Public procurement

2024/2103(INI)

The European Parliament adopted by 432 votes to 95, with 124 abstentions, a resolution on public procurement.

The resolution presents a series of recommendations aimed at modernising and strengthening the European public procurement framework.

Revision of the EU framework

Members called for a review of the EU public procurement framework to boost European competitiveness, promote a more sustainable economy, strengthen resilience and ensure legal certainty, while digitalising proceduresreducing and simplifying rules for both contracting authorities and tenderers, ensuring security of supply for certain vital products, technologies and services, promoting quality jobs, providing services to citizens and respecting collective agreements in accordance with national law and practice.

The Commission should propose harmonisation where it can bring the greatest added value, for example regarding digital procurement tools and the standardisation of public procurement procedures and structures, both at national and cross-border level. It should also increase funding for further training for contracting authorities.

Parliament noted that awarding public contracts solely on the basis of the lowest price can encourage unfair competition and is detrimental to quality, sustainability and social standards. It insisted that more public contracts, particularly for intellectual services, should be awarded on the basis of best value for money, using the criteria of the most economically advantageous tender, meaning that tenders should be evaluated not only on the basis of price, but also on factors such as quality.

Transparency

Parliament recommended that the Commission propose concrete measures to combat corruption and increase transparency in the use of negotiated procedures without prior publication. In this regard, it called for a review of exclusion criteria in public procurement procedures, which would better address sector-specific risks related to fraud, corruption, and criminal infiltration. Any economic operator that fails to comply with its obligations in the areas of labour law and environmental law should be effectively excluded from the public procurement procedure in question.

Members encouraged greater cross-border cooperation in public procurement. They called for a streamlining of sectoral rules and the introduction of non-binding uniform guidelines and recommended the development of monitoring tools, compliance mechanisms and independent supervisory bodies.

Non-EU companies

To prevent non-EU companies from gaining unfair advantages in public procurement procedures by benefiting from direct or indirect public subsidies, Members urged the Commission and Member States to take decisive action against non-EU entities that exploit such subsidies to undercut prices or dominate tenders in a manner inconsistent with EU competition rules. In this context, the Commission is invited to put forward a clear and harmonised methodology for assessing the notion of ‘abnormally low price’, in order to provide contracting authorities with greater legal certainty.

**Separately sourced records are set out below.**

use crate::errors::ModelError;
use crate::model::{DemandModel, ModelInput};
use crate::types::{FeatureVector, Prediction, PredictionSource};
use tracing::{debug, info};

/// Wraps the model with the insufficient-history fallback: when any lag or
/// rolling feature is undefined, the current load is returned unchanged and
/// tagged `Fallback`. Model failures still surface as `ModelError`.
pub struct PredictionService<'a, M: DemandModel + ?Sized> {
    model: &'a M,
}

impl<'a, M: DemandModel + ?Sized> PredictionService<'a, M> {
    pub fn new(model: &'a M) -> Self {
        Self { model }
    }

    pub fn predict(&self, features: &FeatureVector) -> Result<Prediction, ModelError> {
        let current = features.service_load;
        let (value, source) = match model_input(features) {
            Some(input) => {
                let v = self.model.predict(&input)?;
                debug!(?input, prediction = v, "model prediction");
                (v, PredictionSource::Model)
            }
            None => {
                info!(period = %features.period, "insufficient history, using current load");
                (current as f64, PredictionSource::Fallback)
            }
        };
        Ok(Prediction {
            value,
            source,
            current_load: current,
            diff: value - current as f64,
        })
    }
}

fn model_input(f: &FeatureVector) -> Option<ModelInput> {
    Some(ModelInput {
        total_enroll: f.total_enroll as f64,
        total_updates: f.total_updates as f64,
        service_load: f.service_load as f64,
        month_num: f.month_num as f64,
        lag_1: f.lag_1?,
        lag_2: f.lag_2?,
        rolling_3_mean: f.rolling_3_mean?,
    })
}
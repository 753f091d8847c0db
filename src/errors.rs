use thiserror::Error;

/// Failures while reading the monthly dataset.
#[derive(Debug, Error)]
pub enum LoadError {
    #[error("failed to read dataset: {0}")]
    Csv(#[from] csv::Error),

    #[error("dataset {0} contains no usable rows")]
    Empty(String),
}

/// Failures of the predictive model, kept apart from the insufficient-history
/// fallback so "no model" and "not enough data" are never confused.
#[derive(Debug, Error)]
pub enum ModelError {
    #[error("failed to open model artifact {path}: {source}")]
    Io {
        path: String,
        #[source]
        source: std::io::Error,
    },

    #[error("model artifact {path} is malformed: {source}")]
    Artifact {
        path: String,
        #[source]
        source: serde_json::Error,
    },

    #[error("malformed model input: {0}")]
    MalformedInput(String),

    #[error("model produced a non-finite prediction")]
    InvalidOutput,
}

#[derive(Debug, Error)]
pub enum ForecastError {
    #[error("region '{0}' not found in dataset")]
    RegionNotFound(String),

    #[error("sub-region '{sub_region}' not found in region '{region}'")]
    SubRegionNotFound { region: String, sub_region: String },

    #[error("no observations for '{sub_region}' in '{region}'")]
    EmptyHistory { region: String, sub_region: String },

    #[error("no {0} selected")]
    NoSelection(&'static str),

    #[error(transparent)]
    Model(#[from] ModelError),
}

impl ForecastError {
    /// User-input conditions that should be shown as a blocking message
    /// rather than treated as a system fault.
    pub fn is_not_found(&self) -> bool {
        matches!(
            self,
            ForecastError::RegionNotFound(_)
                | ForecastError::SubRegionNotFound { .. }
                | ForecastError::EmptyHistory { .. }
        )
    }
}
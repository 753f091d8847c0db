use crate::reports::{Block, ChartArtifact, Report};
use crate::types::ChartRow;
use crate::util::format_number;
use serde::Serialize;
use std::error::Error;
use std::path::{Path, PathBuf};
use tabled::{settings::Style, Table, Tabled};

pub fn write_json<T: Serialize>(path: &Path, value: &T) -> Result<(), Box<dyn Error>> {
    let s = serde_json::to_string_pretty(value)?;
    std::fs::write(path, s)?;
    Ok(())
}

/// Write the laid-out report as `<prefix>_<region>_<sub_region>.json` in `dir`.
pub fn write_report(dir: &Path, prefix: &str, report: &Report) -> Result<PathBuf, Box<dyn Error>> {
    std::fs::create_dir_all(dir)?;
    let path = dir.join(report.file_name(prefix, "json"));
    write_json(&path, report)?;
    Ok(path)
}

pub fn preview_table_rows<T>(rows: &[T], max_rows: usize)
where
    T: Tabled + Clone,
{
    let slice: Vec<T> = rows.iter().cloned().take(max_rows).collect();
    if slice.is_empty() {
        println!("(no rows)\n");
        return;
    }
    let table_str = Table::new(slice).with(Style::markdown()).to_string();
    println!("{}\n", table_str);
}

pub fn chart_rows(chart: &ChartArtifact) -> Vec<ChartRow> {
    chart
        .points
        .iter()
        .map(|p| ChartRow {
            label: p.label.clone(),
            value: format_number(p.value, 0),
        })
        .collect()
}

/// Console rendering of a report, page by page. Chart data is shown as a table.
pub fn print_report(report: &Report) {
    for page in &report.body.pages {
        println!("--- Page {} ---", page.number);
        for placed in &page.blocks {
            for line in placed.block.lines(&report.generated_at) {
                println!("{}", line);
            }
            if let Block::Chart(chart) = &placed.block {
                let rows = chart_rows(chart);
                preview_table_rows(&rows, rows.len());
            } else {
                println!();
            }
        }
    }
}

#[cfg(test)]
mod tests {
    use super::*;
    use crate::index::tests::obs;
    use crate::index::History;
    use crate::reports::assemble;
    use chrono::NaiveDate;

    #[test]
    fn report_is_written_under_the_conventional_name() {
        let recs = vec![obs("StateA", "Dist1", 1, 5)];
        let h = History::new("StateA", "Dist1", &recs);
        let at = NaiveDate::from_ymd_opt(2024, 1, 2).unwrap().and_hms_opt(3, 4, 5).unwrap();
        let report = assemble(&h, None, &[], at).unwrap();

        let dir = tempfile::tempdir().unwrap();
        let path = write_report(dir.path(), "UIDAI_Report", &report).unwrap();
        assert_eq!(path.file_name().unwrap(), "UIDAI_Report_StateA_Dist1.json");

        let written: serde_json::Value =
            serde_json::from_str(&std::fs::read_to_string(&path).unwrap()).unwrap();
        assert_eq!(written["generated_at"], "2024-01-02 03:04:05");
        assert_eq!(written["region"], "StateA");
        assert_eq!(written["pages"][0]["blocks"][0]["block"]["block"], "header");
    }

    #[test]
    fn chart_rows_round_values() {
        let recs = vec![obs("S", "D", 1, 1234)];
        let h = History::new("S", "D", &recs);
        let rows = chart_rows(&crate::reports::trend_chart(&h));
        assert_eq!(rows[0].label, "2024-01");
        assert_eq!(rows[0].value, "1,234");
    }
}
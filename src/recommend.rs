use crate::types::Prediction;
use crate::util::round_display;
use serde::Serialize;

/// Staffing signal derived from the sign of `prediction - current`.
/// Zero is its own branch; there is no dead band.
#[derive(Debug, Clone, Copy, PartialEq, Eq, Serialize)]
#[serde(rename_all = "kebab-case")]
pub enum Recommendation {
    IncreaseCapacity,
    OptimizeBacklog,
    MaintainStable,
}

impl Recommendation {
    pub fn from_diff(diff: f64) -> Self {
        if diff > 0.0 {
            Recommendation::IncreaseCapacity
        } else if diff < 0.0 {
            Recommendation::OptimizeBacklog
        } else {
            Recommendation::MaintainStable
        }
    }

    pub fn for_prediction(p: &Prediction) -> Self {
        Self::from_diff(p.diff)
    }

    pub fn text(&self) -> &'static str {
        match self {
            Recommendation::IncreaseCapacity => {
                "Allocate extra operators/machines and increase appointment slots to reduce waiting time."
            }
            Recommendation::OptimizeBacklog => {
                "Optimize staffing schedule and use time for backlog updates or maintenance."
            }
            Recommendation::MaintainStable => {
                "Workload is expected to remain stable. Maintain current staffing and monitoring."
            }
        }
    }

    pub fn headline(&self, diff: f64) -> String {
        match self {
            Recommendation::IncreaseCapacity => {
                format!("Workload may increase by ~{} next month.", round_display(diff))
            }
            Recommendation::OptimizeBacklog => {
                format!("Workload may decrease by ~{} next month.", round_display(diff).abs())
            }
            Recommendation::MaintainStable => {
                "Workload is expected to remain stable next month.".to_string()
            }
        }
    }
}

#[cfg(test)]
mod tests {
    use super::*;

    #[test]
    fn sign_decides_the_branch() {
        assert_eq!(Recommendation::from_diff(5.0), Recommendation::IncreaseCapacity);
        assert_eq!(Recommendation::from_diff(-5.0), Recommendation::OptimizeBacklog);
        assert_eq!(Recommendation::from_diff(0.0), Recommendation::MaintainStable);
        assert_eq!(Recommendation::from_diff(-0.0), Recommendation::MaintainStable);
    }

    #[test]
    fn tiny_differences_are_not_rounded_away() {
        assert_eq!(Recommendation::from_diff(1e-9), Recommendation::IncreaseCapacity);
        assert_eq!(Recommendation::from_diff(-1e-9), Recommendation::OptimizeBacklog);
    }

    #[test]
    fn headlines_report_rounded_magnitude() {
        assert_eq!(
            Recommendation::IncreaseCapacity.headline(4.6),
            "Workload may increase by ~5 next month."
        );
        assert_eq!(
            Recommendation::OptimizeBacklog.headline(-12.2),
            "Workload may decrease by ~12 next month."
        );
        assert_eq!(
            Recommendation::OptimizeBacklog.headline(-0.3),
            "Workload may decrease by ~0 next month."
        );
        assert_eq!(
            Recommendation::IncreaseCapacity.headline(2.5),
            "Workload may increase by ~2 next month."
        );
    }
}
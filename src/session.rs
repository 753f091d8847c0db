//! Selection state for one interactive session.
//!
//! Derived values (history, features, prediction, recommendation) are
//! recomputed from the index on every request. The only state kept between
//! steps is the selection and the last prediction, and any selection change
//! drops the prediction.
use crate::errors::ForecastError;
use crate::features;
use crate::index::{DatasetIndex, History};
use crate::model::DemandModel;
use crate::prediction::PredictionService;
use crate::ranking::top_sub_regions;
use crate::recommend::Recommendation;
use crate::reports::{self, Report};
use crate::types::{FeatureVector, Observation, Prediction, RankingEntry};
use chrono::NaiveDateTime;
use tracing::{debug, info};

#[derive(Debug, Clone, Copy, PartialEq, Eq)]
pub enum SessionState {
    NoPrediction,
    Predicted,
}

#[derive(Debug)]
pub enum ReportOutcome {
    Ready(Report),
    /// No prediction yet; the report cannot be offered.
    Unavailable,
}

/// What the user sees for the selected district.
#[derive(Debug)]
pub struct DistrictView<'a> {
    pub history: History<'a>,
    pub latest: &'a Observation,
    pub features: Vec<FeatureVector>,
}

pub struct Session<'a, M: DemandModel + ?Sized> {
    index: &'a DatasetIndex,
    service: PredictionService<'a, M>,
    top_k: usize,
    region: Option<String>,
    sub_region: Option<String>,
    prediction: Option<Prediction>,
}

impl<'a, M: DemandModel + ?Sized> Session<'a, M> {
    pub fn new(index: &'a DatasetIndex, model: &'a M, top_k: usize) -> Self {
        Self {
            index,
            service: PredictionService::new(model),
            top_k,
            region: None,
            sub_region: None,
            prediction: None,
        }
    }

    pub fn state(&self) -> SessionState {
        if self.prediction.is_some() {
            SessionState::Predicted
        } else {
            SessionState::NoPrediction
        }
    }

    pub fn region(&self) -> Option<&str> {
        self.region.as_deref()
    }

    pub fn sub_region(&self) -> Option<&str> {
        self.sub_region.as_deref()
    }

    pub fn prediction(&self) -> Option<&Prediction> {
        self.prediction.as_ref()
    }

    pub fn select_region(&mut self, region: &str) -> Result<(), ForecastError> {
        if !self.index.has_region(region) {
            return Err(ForecastError::RegionNotFound(region.to_string()));
        }
        debug!(region, "region selected");
        self.region = Some(region.to_string());
        self.sub_region = None;
        self.prediction = None;
        Ok(())
    }

    pub fn select_sub_region(&mut self, sub_region: &str) -> Result<(), ForecastError> {
        let region = self.region.as_deref().ok_or(ForecastError::NoSelection("state"))?;
        self.index.latest_of(region, sub_region)?;
        debug!(region, sub_region, "sub-region selected");
        self.sub_region = Some(sub_region.to_string());
        self.prediction = None;
        Ok(())
    }

    fn selected_history(&self) -> Result<History<'a>, ForecastError> {
        let region = self.region.as_deref().ok_or(ForecastError::NoSelection("state"))?;
        let sub = self
            .sub_region
            .as_deref()
            .ok_or(ForecastError::NoSelection("district"))?;
        self.index.history_of(region, sub)
    }

    pub fn view(&self) -> Result<DistrictView<'a>, ForecastError> {
        let history = self.selected_history()?;
        let latest = history.latest().ok_or_else(|| ForecastError::EmptyHistory {
            region: history.region.to_string(),
            sub_region: history.sub_region.to_string(),
        })?;
        Ok(DistrictView {
            history,
            latest,
            features: features::feature_table(&history),
        })
    }

    pub fn predict(&mut self) -> Result<&Prediction, ForecastError> {
        let history = self.selected_history()?;
        let fv = features::build_latest(&history)?;
        let p = self.service.predict(&fv)?;
        info!(
            region = history.region,
            sub_region = history.sub_region,
            value = p.value,
            source = ?p.source,
            "prediction made"
        );
        Ok(self.prediction.insert(p))
    }

    pub fn recommendation(&self) -> Option<Recommendation> {
        self.prediction.as_ref().map(Recommendation::for_prediction)
    }

    /// Top districts of the selected state; needs no prediction.
    pub fn ranking(&self) -> Result<Vec<RankingEntry>, ForecastError> {
        let region = self.region.as_deref().ok_or(ForecastError::NoSelection("state"))?;
        top_sub_regions(self.index, region, self.top_k)
    }

    pub fn generate_report(&self, now: NaiveDateTime) -> Result<ReportOutcome, ForecastError> {
        let Some(prediction) = self.prediction.as_ref() else {
            return Ok(ReportOutcome::Unavailable);
        };
        let history = self.selected_history()?;
        let ranking = self.ranking()?;
        let report = reports::assemble(&history, Some(prediction), &ranking, now)?;
        info!(pages = report.body.pages.len(), "report assembled");
        Ok(ReportOutcome::Ready(report))
    }
}
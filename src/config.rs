use crate::ranking::DEFAULT_TOP_K;
use clap::Parser;
use std::path::PathBuf;

#[derive(Parser, Debug)]
#[command(name = "rust_forecast")]
#[command(about = "District-wise service load forecasting and report generation")]
pub struct Args {
    /// Monthly dataset (CSV)
    #[arg(short, long, default_value = "Monthly_Demand_Dataset.csv")]
    pub dataset: String,

    /// Demand model artifact (JSON)
    #[arg(short, long, default_value = "Demand_Prediction_Model.json")]
    pub model: String,

    /// Directory reports are written to
    #[arg(short, long, default_value = ".")]
    pub output_dir: PathBuf,

    /// File name prefix for generated reports
    #[arg(long, default_value = "UIDAI_Report")]
    pub report_prefix: String,

    /// Number of districts in the state ranking
    #[arg(long, default_value_t = DEFAULT_TOP_K)]
    pub top_k: usize,

    /// Logging level
    #[arg(long, default_value = "info")]
    pub log_level: String,
}

#[derive(Debug, Clone)]
pub struct AppConfig {
    pub dataset_path: String,
    pub model_path: String,
    pub output_dir: PathBuf,
    pub report_prefix: String,
    pub top_k: usize,
    pub log_level: tracing::Level,
}

impl From<Args> for AppConfig {
    fn from(args: Args) -> Self {
        let log_level = match args.log_level.to_ascii_lowercase().as_str() {
            "trace" => tracing::Level::TRACE,
            "debug" => tracing::Level::DEBUG,
            "warn" => tracing::Level::WARN,
            "error" => tracing::Level::ERROR,
            _ => tracing::Level::INFO,
        };
        Self {
            dataset_path: args.dataset,
            model_path: args.model,
            output_dir: args.output_dir,
            report_prefix: args.report_prefix,
            top_k: args.top_k.max(1),
            log_level,
        }
    }
}

#[cfg(test)]
mod tests {
    use super::*;

    #[test]
    fn defaults_match_the_shipped_file_names() {
        let cfg = AppConfig::from(Args::parse_from(["rust_forecast"]));
        assert_eq!(cfg.dataset_path, "Monthly_Demand_Dataset.csv");
        assert_eq!(cfg.model_path, "Demand_Prediction_Model.json");
        assert_eq!(cfg.report_prefix, "UIDAI_Report");
        assert_eq!(cfg.top_k, 10);
        assert_eq!(cfg.log_level, tracing::Level::INFO);
    }

    #[test]
    fn flags_override_defaults() {
        let args = Args::parse_from([
            "rust_forecast",
            "--dataset",
            "d.csv",
            "--top-k",
            "0",
            "--log-level",
            "DEBUG",
        ]);
        let cfg = AppConfig::from(args);
        assert_eq!(cfg.dataset_path, "d.csv");
        assert_eq!(cfg.top_k, 1);
        assert_eq!(cfg.log_level, tracing::Level::DEBUG);
    }
}
//! Lag and rolling-window features for a single sub-region history.
//!
//! The rolling mean is shift-then-roll: the window covers the three periods
//! before the target and never the target itself. Missing history stays
//! `None`; nothing is zero-filled.
use crate::errors::ForecastError;
use crate::index::History;
use crate::types::FeatureVector;
use crate::util::average;

pub const ROLLING_WINDOW: usize = 3;

/// Features for row `i` of `history`, or `None` when `i` is out of range.
pub fn build_at(history: &History<'_>, i: usize) -> Option<FeatureVector> {
    let records = history.records();
    let target = records.get(i)?;
    let load_at = |k: usize| records[k].service_load as f64;

    let lag_1 = (i >= 1).then(|| load_at(i - 1));
    let lag_2 = (i >= 2).then(|| load_at(i - 2));
    let rolling_3_mean = if i >= ROLLING_WINDOW {
        let window: Vec<f64> = records[i - ROLLING_WINDOW..i]
            .iter()
            .map(|o| o.service_load as f64)
            .collect();
        average(&window)
    } else {
        None
    };

    Some(FeatureVector {
        period: target.period,
        month_num: target.period.month,
        total_enroll: target.total_enroll,
        total_updates: target.total_updates,
        service_load: target.service_load,
        lag_1,
        lag_2,
        rolling_3_mean,
    })
}

/// Features for the most recent period, the normal prediction target.
pub fn build_latest(history: &History<'_>) -> Result<FeatureVector, ForecastError> {
    match history.len().checked_sub(1) {
        Some(last) => build_at(history, last).ok_or_else(|| empty(history)),
        None => Err(empty(history)),
    }
}

/// Features for every row of the history, oldest first.
pub fn feature_table(history: &History<'_>) -> Vec<FeatureVector> {
    (0..history.len()).filter_map(|i| build_at(history, i)).collect()
}

fn empty(history: &History<'_>) -> ForecastError {
    ForecastError::EmptyHistory {
        region: history.region.to_string(),
        sub_region: history.sub_region.to_string(),
    }
}
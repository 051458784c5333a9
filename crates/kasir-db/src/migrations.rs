//! Schema migrations, compiled into the binary from `migrations/sqlite/`.
//!
//! Files are applied once each in filename order and recorded in
//! `_sqlx_migrations`. Applied files must never change; add
//! `NNN_description.sql` instead.

use sqlx::SqlitePool;
use tracing::info;

use crate::error::DbResult;

static MIGRATOR: sqlx::migrate::Migrator = sqlx::migrate!("../../migrations/sqlite");

/// Applies whatever the database has not seen yet.
pub async fn run_migrations(pool: &SqlitePool) -> DbResult<()> {
    MIGRATOR.run(pool).await?;
    info!(embedded = MIGRATOR.migrations.len(), "Migrations applied");
    Ok(())
}

/// Returns `(total_migrations, applied_migrations)` for diagnostics.
pub async fn migration_status(pool: &SqlitePool) -> DbResult<(usize, usize)> {
    let total = MIGRATOR.migrations.len();

    let applied: i64 = sqlx::query_scalar("SELECT COUNT(*) FROM _sqlx_migrations")
        .fetch_one(pool)
        .await?;

    Ok((total, applied as usize))
}
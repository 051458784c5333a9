//! # Store Capability Traits
//!
//! The checkout and report flows only ever touch storage through these two
//! traits. kasir-db implements them for SQLite; tests implement them in
//! memory.
//!
//! ## Capability Map
//! ```text
//! ┌─────────────────────────────────────────────────────────────────────────┐
//! │  SalesStore (shared handle, cheap to clone in adapters)                │
//! │  ├── begin()                    → CheckoutUnit (one atomic unit)       │
//! │  ├── query_revenue_and_count()  → Sales Report Aggregator              │
//! │  ├── query_top_product()        → Sales Report Aggregator              │
//! │  └── query_report()             → both of the above, one read view     │
//! │                                                                         │
//! │  CheckoutUnit (one open store transaction)                             │
//! │  ├── get_price_and_stock()      → Product Ledger                       │
//! │  ├── decrement_stock()          → id-scoped conditional update         │
//! │  ├── insert_transaction()       → Transaction Store (header)           │
//! │  ├── insert_lines()             → Transaction Store (batched lines)    │
//! │  └── commit()                                                          │
//! │                                                                         │
//! │  Dropping a CheckoutUnit without commit() discards every write.        │
//! └─────────────────────────────────────────────────────────────────────────┘
//! ```
//!
//! Futures are declared `Send` so the flows can run on any tokio worker.

use std::future::Future;

use crate::error::CoreResult;
use crate::money::Money;
use crate::types::{
    BestSeller, PriceAndStock, ProductId, ReportRange, ReportTotals, TransactionHeader,
    TransactionLine,
};

/// One atomic, isolated unit of work against the store.
///
/// Implementations must roll back on drop when `commit` was never reached.
/// That is what makes a cancelled checkout leave no trace.
pub trait CheckoutUnit: Send {
    /// Reads the current name, price and stock of a product, bypassing any
    /// cache. `None` when the id has no row.
    fn get_price_and_stock(
        &mut self,
        product_id: ProductId,
    ) -> impl Future<Output = CoreResult<Option<PriceAndStock>>> + Send;

    /// Applies `stock_quantity = stock_quantity - quantity` scoped by id.
    ///
    /// Returns `false` when no row matched. The update is relative, so two
    /// units decrementing the same product serialize on the store's write
    /// lock and neither decrement is lost.
    fn decrement_stock(
        &mut self,
        product_id: ProductId,
        quantity: i64,
    ) -> impl Future<Output = CoreResult<bool>> + Send;

    /// Inserts the transaction header and returns it with its generated id
    /// and the store-assigned `created_at`.
    fn insert_transaction(
        &mut self,
        total_amount: Money,
    ) -> impl Future<Output = CoreResult<TransactionHeader>> + Send;

    /// Inserts all lines in one batch, preserving slice order.
    fn insert_lines(
        &mut self,
        lines: &[TransactionLine],
    ) -> impl Future<Output = CoreResult<()>> + Send;

    /// Makes every write of this unit visible at once.
    fn commit(self) -> impl Future<Output = CoreResult<()>> + Send;
}

/// A handle to the shared store.
pub trait SalesStore: Send + Sync {
    /// The unit of work type this store hands out.
    type Unit: CheckoutUnit;

    /// Opens a new unit of work.
    fn begin(&self) -> impl Future<Output = CoreResult<Self::Unit>> + Send;

    /// Sum of `total_amount` and count of transactions whose `created_at`
    /// lies in `range` (inclusive). `(0, 0)` when none.
    fn query_revenue_and_count(
        &self,
        range: ReportRange,
    ) -> impl Future<Output = CoreResult<(Money, i64)>> + Send;

    /// Product with the largest summed line quantity among transactions in
    /// `range`, ties broken by ascending product id. `None` when no lines.
    fn query_top_product(
        &self,
        range: ReportRange,
    ) -> impl Future<Output = CoreResult<Option<BestSeller>>> + Send;

    /// Runs both report queries against one view of the data, so a checkout
    /// committing in between cannot make the count and the best seller
    /// disagree.
    ///
    /// The default issues the two queries back to back. Stores with read
    /// transactions should override it.
    fn query_report(&self, range: ReportRange) -> impl Future<Output = CoreResult<ReportTotals>> + Send {
        async move {
            let (revenue, transaction_count) = self.query_revenue_and_count(range).await?;
            let top_product = self.query_top_product(range).await?;
            Ok(ReportTotals {
                revenue,
                transaction_count,
                top_product,
            })
        }
    }
}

Furthermore, the Commission should explicitly state that bidders from non-EU country are not eligible to participate in public procurement procedures conducted within the EU if their country of origin does not give, on the basis of a plurilateral or bilateral agreement on public procurement signed with the EU, reciprocal market access for EU bidders.

With a view to ensuring that public procurement includes mechanisms that will support regional economic resilience, the creation of quality local jobs and the viability of local economies, Parliament called on the Commission to assess the recommendation of the Draghi report which calls for giving contracting authorities the option of setting an explicit minimum quota for selected locally produced goods in public procurement where appropriate and feasible.

EU label

The resolution supports greater flexibility in public-public partnerships and called on the Commission to promote labels at EU level that help contracting authorities implement sustainability objectives. It encouraged contracting authorities to systematically integrate social criteria into public procurement procedures and called on the Commission to consider establishing a toolbox of sectoral sustainability criteria.

Parliament called on the Commission, as part of the upcoming review of the public procurement framework, to carry out an in-depth impact assessment on possible ways of prioritising the ‘European preference’ principle and the implications thereof for public procurement in strategic sectors.

SMEs and start-ups

The resolution called for strengthened support mechanisms for very small entities, SMEs, start-ups and social economy actors to enable them to be effectively competitive in public calls for tender (advice and support for SMEs, reduction of administrative burdens, creation, at Union level, of a digital database of pre-selected SMEs and small players, division of contracts into smaller lots).

The Commission is called upon to ensure that public procurement procedures are made more accessible and transparent and that the ‘once only’ principle is applied consistently at all levels of administration in public procurement.

Lastly, Parliament supports contract pricing flexibility through the extension of the maximum duration of framework agreements for contracting authorities, the introduction of provisions that allow price adjustments in response to disproportionate cost increases that the bidder could not reasonably have anticipated, such as inflation, material or energy cost increases and changes in labour laws.